Payback period = 50,000 ÷ 12,500 = 4 years
Uneven Cash Flows
Most real projects have irregular cash flows. Use a cumulative approach:
| Year | Cash inflow | Cumulative |
|---|---|---|
| 0 | −£80,000 | −£80,000 |
| 1 | £20,000 | −£60,000 |
| 2 | £25,000 | −£35,000 |
| 3 | £30,000 | −£5,000 |
| 4 | £20,000 | +£15,000 |
The investment is recovered during Year 4. To find the exact month:
Exact payback = 3 + (5,000 ÷ 20,000) = 3.25 years = 3 years and 3 months
Discounted Payback Period
The simple payback period ignores the time value of money. The discounted payback period uses present values of cash flows instead.
Example: Discount rate 10%, same cash flows as above:
| Year | Cash flow | Discount factor | PV | Cumulative PV |
|---|---|---|---|---|
| 1 | £20,000 | 0.909 | £18,182 | −£61,818 |
| 2 | £25,000 | 0.826 | £20,661 | −£41,157 |
| 3 | £30,000 | 0.751 | £22,539 | −£18,618 |
| 4 | £20,000 | 0.683 | £13,660 | −£4,958 |
| 5 | £20,000 | 0.621 | £12,418 | +£7,460 |
Discounted payback ≈ 4.4 years (vs 3.25 years simple).
Decision Rule
- Companies often set a cutoff payback period (e.g. 3 years)

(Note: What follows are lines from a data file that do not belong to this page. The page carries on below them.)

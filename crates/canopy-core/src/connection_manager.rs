//! Connection manager
//!
//! Walks established tunnels on a 1 s timer wheel. Fresh tunnels get a
//! trust-but-verify check shortly after promotion, then settle into a
//! periodic cadence. A tunnel that only sends without hearing back gets
//! one probe; silence after the probe evicts it. Idle reaping, invalid
//! certificate eviction, rebind punching and relay-to-direct promotion
//! all ride the same wheel.

use std::sync::atomic::Ordering;
use std::sync::Arc;
use std::time::Duration;

use tracing::{debug, info, warn};

use canopy_network::header::{PacketType, TEST_SUBTYPE_REQUEST};

use crate::hostmap::HostInfo;
use crate::node::Node;

/// Cadence for settled tunnels
pub const PERIODIC_CHECK: Duration = Duration::from_secs(10);

/// How often the conntrack table is purged, in wheel ticks
const CONNTRACK_PURGE_TICKS: u64 = 60;

/// Warn when the node certificate is this close to expiry
const CERT_EXPIRY_WARNING: u64 = 24 * 3600;
const CERT_WARNING_TICKS: u64 = 3600;

/// Maintenance loop; owns the tunnel timer wheel through the node
pub(crate) async fn run_maintenance(node: Arc<Node>) {
    let mut tick = tokio::time::interval(Duration::from_secs(1));
    tick.set_missed_tick_behavior(tokio::time::MissedTickBehavior::Delay);
    let mut ticks: u64 = 0;

    loop {
        tokio::select! {
            _ = tick.tick() => {}
            _ = node.shutdown_signal() => return,
        }
        if node.is_closed() {
            return;
        }

        ticks += 1;
        if ticks % CONNTRACK_PURGE_TICKS == 0 {
            let purged = node.firewall().purge_expired();
            if purged > 0 {
                debug!(purged, "purged expired conntrack entries");
            }
        }
        if ticks % CERT_WARNING_TICKS == 1 {
            warn_on_cert_expiry(&node);
        }

        let mut due = Vec::new();
        node.maintenance_wheel()
            .lock()
            .expect("maintenance wheel poisoned")
            .advance(std::time::Instant::now(), &mut due);
        for local_index in due {
            check_host(&node, local_index).await;
        }
    }
}

fn warn_on_cert_expiry(node: &Node) {
    let pki = node.pki();
    let now = unix_now();
    let not_after = pki.cert.details.not_after;
    if not_after > now && not_after - now < CERT_EXPIRY_WARNING {
        warn!(
            hours_left = (not_after - now) / 3600,
            "node certificate expires within 24 hours"
        );
    }
}

async fn check_host(node: &Node, local_index: u32) {
    let Some(host) = node.hostmap().query_by_local_index(local_index) else {
        return; // torn down since scheduling
    };
    if !host.is_established() {
        return;
    }

    let now = unix_now();

    // Certificate went invalid underneath the tunnel.
    if node.disconnect_invalid() {
        if let Some(cert) = host.cert() {
            if cert.expired(now) {
                info!(vpn_ip = %host.vpn_ip, "certificate is no longer valid, tearing down tunnel");
                node.evict_host(&host, true).await;
                return;
            }
        }
    }

    // Nothing moved in either direction for the inactivity window.
    let settings = node.settings();
    if settings.tunnels.drop_inactive
        && host.idle_ms() > settings.tunnels.inactivity_timeout.as_millis() as u64
    {
        debug!(vpn_ip = %host.vpn_ip, "reaping inactive tunnel");
        node.evict_host(&host, false).await;
        return;
    }

    let in_now = host.in_packets();
    let out_now = host.out_packets();
    let in_prev = host.checked_in.swap(in_now, Ordering::Relaxed);
    let out_prev = host.checked_out.swap(out_now, Ordering::Relaxed);
    let saw_in = in_now > in_prev;
    let saw_out = out_now > out_prev;

    if saw_in {
        host.probe_pending.store(false, Ordering::Relaxed);
        try_promote_direct(node, &host).await;
        node.schedule_check(local_index, PERIODIC_CHECK);
    } else if host.probe_pending.swap(false, Ordering::Relaxed) {
        // Probe went unanswered: the tunnel is dead.
        info!(vpn_ip = %host.vpn_ip, "tunnel is dead, no response to liveness probe");
        let recent_outbound = saw_out;
        node.evict_host(&host, false).await;
        if recent_outbound {
            // Traffic still wants this peer; start over.
            node.handshakes().trigger(host.vpn_ip);
        }
        return;
    } else if saw_out {
        // We talk, nobody answers: liveness unknown, probe once.
        debug!(vpn_ip = %host.vpn_ip, "tunnel liveness unknown, sending probe");
        host.probe_pending.store(true, Ordering::Relaxed);
        if let Err(e) = node
            .send_to_host(&host, PacketType::Test, TEST_SUBTYPE_REQUEST, b"")
            .await
        {
            debug!(vpn_ip = %host.vpn_ip, error = %e, "probe send failed");
        }
        node.schedule_check(local_index, PERIODIC_CHECK);
    } else {
        node.schedule_check(local_index, PERIODIC_CHECK);
    }

    // The local socket was rebound since we last looked: our NAT mapping
    // changed, ask the lighthouse to have the peer punch toward us.
    let rebind = node.transport().rebind_count();
    if host.seen_rebind_count.swap(rebind, Ordering::Relaxed) != rebind {
        debug!(vpn_ip = %host.vpn_ip, "local socket rebound, requesting punch");
        node.send_punch_notify(host.vpn_ip).await;
    }
}

/// On a relayed tunnel, periodically probe the peer's known direct
/// endpoints. A direct reply re-roams the tunnel off the relay.
async fn try_promote_direct(node: &Node, host: &HostInfo) {
    if host.via_relay().is_none() {
        return;
    }
    let in_packets = host.in_packets();
    let marker = host.promote_marker.load(Ordering::Relaxed);
    if in_packets.saturating_sub(marker) < node.settings().try_promote_every {
        return;
    }
    host.promote_marker.store(in_packets, Ordering::Relaxed);

    let candidates = host.candidates();
    if candidates.is_empty() {
        node.lighthouse().queue_query(host.vpn_ip);
        return;
    }
    debug!(vpn_ip = %host.vpn_ip, tries = candidates.len(), "probing direct path on relayed tunnel");
    for addr in candidates {
        node.send_probe_direct(host, addr).await;
    }
}

fn unix_now() -> u64 {
    std::time::SystemTime::now()
        .duration_since(std::time::UNIX_EPOCH)
        .map(|d| d.as_secs())
        .unwrap_or(0)
}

- Projects with shorter payback periods are preferred
- Projects exceeding the cutoff are rejected
Advantages and Limitations
Advantages:
- Simple to calculate and communicate
- Useful for liquidity-constrained businesses
- Good indicator of investment risk (shorter = less risky)
Limitations:
- Ignores cash flows after the payback period (misses long-term projects)
- Does not account for time value of money (unless discounted method used)
- Cannot distinguish between projects of different scale
When to Use Payback Period
Best suited for: small businesses, startups, or businesses with high capital constraints who need to recover cash quickly. Always complement with NPV or IRR for a complete picture.